Ci sarà un’alba nuova per il Mezzogiorno? Dipende dalla classe dirigente meridionale. Il governo dice di metterci la faccia. Il “decreto Caivano”, nel bene e nel male, ne è prova. Ma non basta. Le decisioni devono camminare sulle gambe degli uomini, come auspicavano Pietro Nenni, Giovanni Falcone e tanti altri autorevoli personaggi dell’italica storia, abituati a riflettere sul come far camminare i processi evolutivi. Ed è qui il punto. Chi sono oggi gli uomini del Mezzogiorno su cui fa carico il procedere nell’attuazione delle decisioni per una auspicata modernizzazione? Se il riferimento è alla storia trascorsa del meridionalismo del fare, il bilancio è negativo.

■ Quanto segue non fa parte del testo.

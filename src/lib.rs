//! Criteria-scoped ranking engine.
//!
//! A rank attaches an ordinal value to a resource under a classification
//! context (a facet, a single term, or a combination of terms). Ranks live in
//! a normalized LMDB store; a derived `rank_data` cache keyed by the
//! context's canonical key serves fast ordered lookups.
//!
//! ```ignore
//! use helix_rank::rank_engine::{EngineConfig, InMemoryCatalog, Rank, RankEngine, RankType};
//!
//! let engine = RankEngine::open(EngineConfig::new("./ranks"), catalog)?;
//! let mut rank = Rank::new();
//! rank.set_rank_type(RankType::SingleTerm)?;
//! rank.set_resource(101)?;
//! rank.set_value(3)?;
//! engine.add_criteria(&mut rank, &[5])?;
//! engine.commit(&mut rank)?;
//! engine.populate()?;
//! let listing = engine.ranked_list(RankType::SingleTerm, &[5])?;
//! ```

pub mod rank_engine;
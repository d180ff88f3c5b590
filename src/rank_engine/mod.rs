pub mod canonical_key;
pub mod catalog;
pub mod cleanup;
pub mod config;
pub mod criteria;
pub mod duplicates;
pub mod engine;
pub mod query;
pub mod rank;
pub mod rank_cache;
pub mod repository;
pub mod storage_core;
pub mod types;

#[cfg(test)]
mod tests;

pub use canonical_key::CanonicalKey;
pub use catalog::{Catalog, InMemoryCatalog};
pub use cleanup::{CatalogChange, CleanupReport};
pub use config::EngineConfig;
pub use criteria::{CriteriaOutcome, Criterion, RankCriteriaSet, RemoveOutcome, parse_id_list};
pub use duplicates::DuplicateKind;
pub use engine::RankEngine;
pub use rank::{Rank, RankState};
pub use rank_cache::{CacheEntry, CacheGeneration, PopulateReport, RankedEntry};
pub use repository::{CommitOptions, CommitOutcome, DeleteOutcome};
pub use types::{RankError, RankResult, RankType};
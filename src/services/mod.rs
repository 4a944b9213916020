//! Engine-facing services.
//!
//! Services orchestrate a [`SearchClient`](crate::SearchClient) into
//! higher-level operations: task tracking, index duplication and renaming,
//! tenant tokens and the instance registry.

pub mod credentials;
pub mod index_operations;
pub mod tasks;
pub mod tenant_token;

pub use credentials::{CredentialsRecord, CredentialsStore};
pub use index_operations::{IndexOperationResult, IndexOperations};
pub use tasks::{TaskOutcome, TaskProcessor, TaskStatus};
pub use tenant_token::{SigningKey, TenantClaims, create_tenant_token};
//! Format adapters for document import/export.

pub mod json;

use crate::{Error, Result};
use std::io::{BufRead, Write};
use std::path::Path;
use std::str::FromStr;

use super::traits::{ExportSink, ImportSource};

/// Supported document file formats.
#[derive(Debug, Clone, Copy, PartialEq, Eq, Hash, Default)]
pub enum Format {
    /// Pretty-printed JSON array.
    #[default]
    Json,
    /// Newline-delimited JSON, one document per line.
    Ndjson,
}

impl Format {
    /// Returns every format.
    #[must_use]
    pub const fn all() -> &'static [Self] {
        &[Self::Json, Self::Ndjson]
    }

    /// Returns the file extension for this format.
    #[must_use]
    pub const fn extension(&self) -> &'static str {
        match self {
            Self::Json => "json",
            Self::Ndjson => "ndjson",
        }
    }

    /// Returns the MIME type for this format.
    #[must_use]
    pub const fn mime_type(&self) -> &'static str {
        match self {
            Self::Json => "application/json",
            Self::Ndjson => "application/x-ndjson",
        }
    }

    /// Detects the format from a file extension.
    ///
    /// # Errors
    ///
    /// Returns an error if the extension is missing or not recognized.
    pub fn from_path(path: &Path) -> Result<Self> {
        let ext = path
            .extension()
            .and_then(|e| e.to_str())
            .map(str::to_lowercase);

        match ext.as_deref() {
            Some("json") => Ok(Self::Json),
            Some("ndjson" | "jsonl") => Ok(Self::Ndjson),
            Some(ext) => Err(Error::InvalidInput(format!(
                "Unsupported file extension: .{ext}"
            ))),
            None => Err(Error::InvalidInput(
                "Cannot determine format: file has no extension".to_string(),
            )),
        }
    }
}

impl FromStr for Format {
    type Err = Error;

    fn from_str(s: &str) -> Result<Self> {
        match s.to_lowercase().as_str() {
            "json" => Ok(Self::Json),
            "ndjson" | "jsonl" => Ok(Self::Ndjson),
            _ => Err(Error::InvalidInput(format!("Unknown format: {s}"))),
        }
    }
}

impl std::fmt::Display for Format {
    fn fmt(&self, f: &mut std::fmt::Formatter<'_>) -> std::fmt::Result {
        f.write_str(self.extension())
    }
}

/// Creates an import source over `reader`.
///
/// The JSON source detects arrays and NDJSON by itself, so both formats share
/// one adapter.
#[must_use]
pub fn create_import_source<R: BufRead + 'static>(reader: R) -> Box<dyn ImportSource> {
    Box::new(json::JsonImportSource::new(reader))
}

/// Creates an export sink for the given format and writer.
#[must_use]
pub fn create_export_sink<'a, W: Write + Send + 'a>(writer: W, format: Format) -> Box<dyn ExportSink + 'a> {
    match format {
        Format::Json => Box::new(json::JsonArrayExportSink::new(writer)),
        Format::Ndjson => Box::new(json::NdjsonExportSink::new(writer)),
    }
}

Bisogna ricorrere agli intellettuali vissuti tra l’Ottocento e il Novecento per rintracciare appelli finalizzati a descrivere le condizioni di emarginazione del Sud dal resto del Paese. Come è ovvio, però, quel tipo di meridionalismo, sebbene muovesse da una base ideale, non è mai riuscito a produrre risultati concreti. Anche le ultime analisi sulle condizioni del Mezzogiorno fatte da autorevoli saggisti si fermano, purtroppo, ad una stanca lamentazione del presente. E allora perchè è così difficile coniugare il desiderio del riscatto meridionale con la buona concretezza del fare? La radice del male è nell’incapacità di gestire i tanti fondi messi a disposizione dalle Istituzioni europee e nazionale. Il caso Mezzogiorno, quindi, non è solo per mancanza di fondi, ma per l’uso distorto che di essi se ne fa. Lo ammoniva già negli anni Venti il nostro Guido Dorso denunciando trasformismo e clientelismo della classe dirigente del Sud. Oggi siamo di fronte ad una straordinaria occasione storica, addirittura più significativa di quella che nel post fascismo maturò con l’intervento della Cassa per il Mezzogiorno. In quel periodo (anni cinquanta-sessanta) il Sud conobbe un inaspettato rinascimento. La politica delle infrastrutture segnò la prima e importante fase di rottura dell’isolamento meridionale dal resto del Paese. Strade, dighe e speciali altre importanti opere misero in moto un processo di ammodernamento finalizzato alla crescita economica civile e sociale.

I “capitani” di quella stagione furono De Gasperi, Campili, Pescatore, Vanoni ed altre personalità dal profilo altamente morale. Poi la malanotte. La Cassa cadde nelle mani di una classe politica miope che la trasformò in una gettoniera fino a scomparire sotto l’incalzare di un dannoso e becero clientelismo. Gli anni successivi certificarono il fallimento di una politica per il Mezzogiorno, contro ogni auspicio di rinascita sognato da Manlio Rossi Doria, Gramsci, Dorso, Nitti, Scotellaro e così via. Il tempo del Sud degli anni successivi è stato quello dei masterplan. Da Berlusconi a Letta il Sud ha vissuto di promesse, di latitanze nel dibattito socio-politico di esponenti meridionali, nelle sedi di decisione parlamentari. Di restituzione di fondi per incapacità di progetti da finanziare. E oggi? L’emergenza criminalità ha riacceso i fari sul Sud. Il caso Caivano ha fatto da detonatore. Si sono scarnificati i problemi, fra tutti quello della criminalità minorile, motivo di ostacolo per ogni ipotesi di riscatto sociale, e di nascita di una nuova classe dirigente. I fondi, ripeto, non mancano: risorse ordinarie europee, Pnrr, fondi di coesione per un’unica Zes nel Sud, ecc. L’alba nuova sembrerebbe rendere possibile il cambiamento. Ma su quali gambe deve avvenire? Il nodo è tutto qui.

L’attuale classe dirigente meridionale è trasformista e clientelare, è parolaia e appartenente per interessi, divisa nel Sud. Manca di visione e di progetto. E’ lamentosa e in grado di piccole rivolte. Spetta allora al popolo meridionale prendere atto che dal fallimento si può, e si deve uscire attraverso una presa di coscienza necessaria per sconfiggere il male, e con meccanismi virtuosi selezionare una nuova classe dirigente di alto profilo morale, competente e soprattutto orgogliosa di un Mezzogiorno nell’Italia unita.